Away from home, though, they’ve been excellent in league play. Bahia sit first in the away standings with four wins and one defeat from five matches, scoring seven and conceding six. It’s not a glamorous profile, but it’s a winning one. They travel well, they don’t seem to get rattled, and they’ve already shown they can survive tight games on the road. That away record is why nobody in Rio will be treating them lightly.
Rogério Ceni’s side also have enough goal threat to make this uncomfortable for Flamengo. Bahia have scored in enough games to keep opponents honest, and their win at Mirassol showed real resilience — they needed time to settle, dealt with an early setback, and still found a way through late on. The flip side is the defensive record. Conceding ten in ten league games is respectable, but not elite, and they’ve had spells where the game has run away from them, like that defeat to Remo. If Flamengo turn this into a fast-paced, front-foot contest, Bahia will need to be sharp in both boxes. That won’t be easy.

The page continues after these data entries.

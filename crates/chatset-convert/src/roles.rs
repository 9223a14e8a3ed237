use chatset_types::{GPT, HUMAN, SYSTEM};
use std::collections::HashMap;

/// OpenAI role -> ShareGPT `from` lookup. Roles without an entry pass
/// through unchanged.
#[derive(Debug, Clone, PartialEq, Eq)]
pub struct RoleMap {
    entries: HashMap<String, String>,
}

impl Default for RoleMap {
    fn default() -> Self {
        let entries = [("system", SYSTEM), ("user", HUMAN), ("assistant", GPT)]
            .into_iter()
            .map(|(k, v)| (k.to_string(), v.to_string()))
            .collect();
        Self { entries }
    }
}

impl RoleMap {
    /// Default table with `overrides` layered on top.
    pub fn with_overrides<I, K, V>(overrides: I) -> Self
    where
        I: IntoIterator<Item = (K, V)>,
        K: Into<String>,
        V: Into<String>,
    {
        let mut map = Self::default();
        for (role, from) in overrides {
            map.entries.insert(role.into(), from.into());
        }
        map
    }

    /// Collapses `system` turns into the assistant side.
    pub fn fold_system_into_gpt() -> Self {
        Self::with_overrides([("system", GPT)])
    }

    pub fn to_sharegpt(&self, role: &str) -> String {
        self.entries
            .get(role)
            .cloned()
            .unwrap_or_else(|| role.to_string())
    }

    /// Reverse direction used for the OpenAI target. Fixed table: a folded
    /// `system -> gpt` mapping cannot be undone.
    pub fn to_openai(&self, from: &str) -> String {
        match from {
            HUMAN => "user".to_string(),
            GPT => "assistant".to_string(),
            other => other.to_string(),
        }
    }
}

#[cfg(test)]
mod tests {
    use super::*;

    #[test]
    fn default_table() {
        let map = RoleMap::default();
        assert_eq!(map.to_sharegpt("system"), "system");
        assert_eq!(map.to_sharegpt("user"), "human");
        assert_eq!(map.to_sharegpt("assistant"), "gpt");
    }

    #[test]
    fn unknown_roles_pass_through() {
        let map = RoleMap::default();
        assert_eq!(map.to_sharegpt("tool"), "tool");
        assert_eq!(map.to_openai("observation"), "observation");
    }

    #[test]
    fn fold_system() {
        let map = RoleMap::fold_system_into_gpt();
        assert_eq!(map.to_sharegpt("system"), "gpt");
        assert_eq!(map.to_sharegpt("user"), "human");
    }

    #[test]
    fn reverse_mapping() {
        let map = RoleMap::default();
        assert_eq!(map.to_openai("human"), "user");
        assert_eq!(map.to_openai("gpt"), "assistant");
        assert_eq!(map.to_openai("system"), "system");
    }
}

Their biggest hope is that they can use their away confidence to keep this from becoming one-way traffic. Bahia don’t travel like a timid mid-table side. They’ve already shown they can take points in hostile places. Still, the step up here is obvious. Flamengo at home are a different animal.
This fixture has developed into a very one-sided rivalry in Flamengo’s favour over a long stretch, even if Bahia got the most recent laugh. Bahia beat Flamengo 1-0 in Salvador on 5 October 2025, ending a sequence that had seen Flamengo edge the meetings repeatedly, usually by the smallest of margins. Before that, Flamengo beat Bahia 1-0 at home in May 2025, 2-0 away in October 2024, and also took cup ties and league meetings by narrow scores through 2023 and 2024.

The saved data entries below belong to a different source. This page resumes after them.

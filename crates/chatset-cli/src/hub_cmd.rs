use anyhow::Context;
use std::path::PathBuf;

use chatset_config::HubConfig;
use chatset_hub::{
    push_adapter, resolve_token, usage_snippet, HubClient, ModelCard, PushOptions, RepoId,
    RepoStatus, DEFAULT_BASE_MODEL, DEFAULT_ENDPOINT,
};

pub(crate) const DEFAULT_ADAPTER_DIR: &str = "lora_model";
pub(crate) const DEFAULT_COMMIT_MESSAGE: &str = "Upload LoRA adapter";

/// Flags of `push` that are not plain config overrides.
#[derive(Debug, Default)]
pub(crate) struct PushFlags {
    pub(crate) token: Option<String>,
    pub(crate) no_readme: bool,
}

fn repo_id(config: &HubConfig) -> anyhow::Result<RepoId> {
    let raw = config
        .repo_id
        .as_deref()
        .context("No repository given: pass --repo-id or set hub.repoId")?;
    Ok(raw.parse::<RepoId>()?)
}

pub(crate) fn model_card(config: &HubConfig, repo: &RepoId) -> ModelCard {
    let mut card = ModelCard::new(
        config
            .base_model
            .clone()
            .unwrap_or_else(|| DEFAULT_BASE_MODEL.to_string()),
        repo.to_string(),
    );
    if let Some(rank) = config.lora_rank {
        card.lora_rank = rank;
    }
    if let Some(modules) = &config.target_modules {
        card.target_modules = modules.clone();
    }
    if let Some(data) = &config.training_data {
        card.training_data = data.clone();
    }
    card
}

pub(crate) fn push_options(
    config: &HubConfig,
    flags: &PushFlags,
) -> anyhow::Result<PushOptions> {
    let repo = repo_id(config)?;
    let card = (!flags.no_readme).then(|| model_card(config, &repo));
    Ok(PushOptions {
        adapter_dir: config
            .adapter_dir
            .clone()
            .unwrap_or_else(|| PathBuf::from(DEFAULT_ADAPTER_DIR)),
        repo,
        private: config.private.unwrap_or(false),
        card,
        commit_message: config
            .commit_message
            .clone()
            .unwrap_or_else(|| DEFAULT_COMMIT_MESSAGE.to_string()),
    })
}

pub(crate) async fn run_push(config: &HubConfig, flags: &PushFlags) -> anyhow::Result<()> {
    let options = push_options(config, flags)?;
    let token = resolve_token(flags.token.as_deref(), config.token.as_deref())?;
    let endpoint = config.endpoint.as_deref().unwrap_or(DEFAULT_ENDPOINT);
    let client = HubClient::new(endpoint, token);

    println!(
        "Uploading {} to {}...",
        options.adapter_dir.display(),
        options.repo
    );
    let report = push_adapter(&client, &options)
        .await
        .with_context(|| format!("Failed to push adapter to {}", options.repo))?;

    if report.status == RepoStatus::Created {
        println!("Created repository {}", options.repo);
    }
    println!(
        "Uploaded {} file(s) ({} via LFS)",
        report.upload.files, report.upload.lfs_files
    );
    if let Some(url) = &report.upload.commit.commit_url {
        println!("Commit: {}", url);
    }
    println!("Model available at {}", report.repo_url);
    Ok(())
}

pub(crate) fn run_usage(config: &HubConfig) -> anyhow::Result<()> {
    let base_model = config.base_model.as_deref().unwrap_or(DEFAULT_BASE_MODEL);
    let repo = repo_id(config)?;
    print!("{}", usage_snippet(base_model, &repo.to_string()));
    Ok(())
}

#[cfg(test)]
mod tests {
    use super::*;

    #[test]
    fn push_options_fill_defaults() {
        let config = HubConfig {
            repo_id: Some("me/tool-lora".to_string()),
            lora_rank: Some(32),
            ..Default::default()
        };
        let options = push_options(&config, &PushFlags::default()).unwrap();

        assert_eq!(options.adapter_dir, PathBuf::from("lora_model"));
        assert_eq!(options.commit_message, DEFAULT_COMMIT_MESSAGE);
        assert!(!options.private);
        let card = options.card.unwrap();
        assert_eq!(card.base_model, DEFAULT_BASE_MODEL);
        assert_eq!(card.adapter_repo, "me/tool-lora");
        assert_eq!(card.lora_rank, 32);
    }

    #[test]
    fn no_readme_skips_card() {
        let config = HubConfig {
            repo_id: Some("me/tool-lora".to_string()),
            ..Default::default()
        };
        let flags = PushFlags {
            token: None,
            no_readme: true,
        };
        assert!(push_options(&config, &flags).unwrap().card.is_none());
    }

    #[test]
    fn repo_id_is_required() {
        let err = push_options(&HubConfig::default(), &PushFlags::default()).unwrap_err();
        assert!(err.to_string().contains("--repo-id"));
    }
}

The common thread is goals, or rather the lack of them. These games have often been tight, tense and low-scoring, with Flamengo frequently landing the first punch. Bahia’s 2025 home win stands out as the rare recent exception, but if you zoom out, Flamengo have had the better of this pairing for years. That matters here, even if the current form lines point toward a more open evening than the usual cagey version of this fixture.
We’re backing Over 2.5 Goals at 5/6 here, which is a fair price for a match that should have more life in it than the head-to-head suggests. Flamengo have scored 11 times across their last four wins and are averaging strong home numbers, while Bahia have the away threat to contribute at least once. When those two profiles meet, you don’t need much imagination to see a 2-1 home win.
The slight tension is the historical meeting pattern, because these sides have often played tight and stingy games. But Flamengo’s current home form is more aggressive than that recent H2H trend, and Bahia’s away record tells you they won’t arrive just to survive. A 2-1 Flamengo victory feels the cleanest read. If you wanted a little extra cover, Flamengo to win and over 1.5 goals would be the safer angle, but the straight goals line has the better value.